» **Data to use**:
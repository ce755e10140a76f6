//! inventory::select
//!
//! Product-ID prefix selection.
//!
//! Selection is a typed predicate over the `product-id` attribute rather
//! than a query string built from operator input, so IDs containing
//! selector metacharacters cannot change the meaning of the match.

use crate::inventory::{product_id, Inventory, RECORD_TAG};
use crate::xml::Element;

/// A set of product-ID prefixes entered by the operator.
///
/// Matching is case-sensitive exact-prefix, ORed across the set. A record's
/// membership depends only on its own ID.
#[derive(Debug, Clone, PartialEq, Eq)]
pub struct PrefixSet {
    prefixes: Vec<String>,
}

impl PrefixSet {
    /// Parse a comma-separated list, trimming whitespace around each item
    /// and dropping empty items. `"100, 200-"` yields two prefixes; `""`
    /// and `" , ,"` yield an empty set.
    pub fn parse(raw: &str) -> Self {
        let prefixes = raw
            .split(',')
            .map(str::trim)
            .filter(|item| !item.is_empty())
            .map(str::to_string)
            .collect();
        Self { prefixes }
    }

    pub fn is_empty(&self) -> bool {
        self.prefixes.is_empty()
    }

    pub fn len(&self) -> usize {
        self.prefixes.len()
    }

    /// Whether the given product ID starts with any prefix in the set.
    pub fn matches(&self, product_id: &str) -> bool {
        self.prefixes
            .iter()
            .any(|prefix| product_id.starts_with(prefix))
    }
}

/// Remove and return, in document order, every record in the source feed
/// whose product ID matches the prefix set. Non-matching records stay
/// behind in the source tree.
pub fn take_matching(source: &mut Inventory, prefixes: &PrefixSet) -> Vec<Element> {
    match source.records_container_mut() {
        Ok(container) => container.extract_child_elements(|elem| {
            elem.name() == RECORD_TAG && prefixes.matches(product_id(elem))
        }),
        // Container presence is validated at load.
        Err(_) => Vec::new(),
    }
}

» **Required action**: Throughout the listing, how many lines contain the string "source"? Give the number on its own.

» **Result**: 4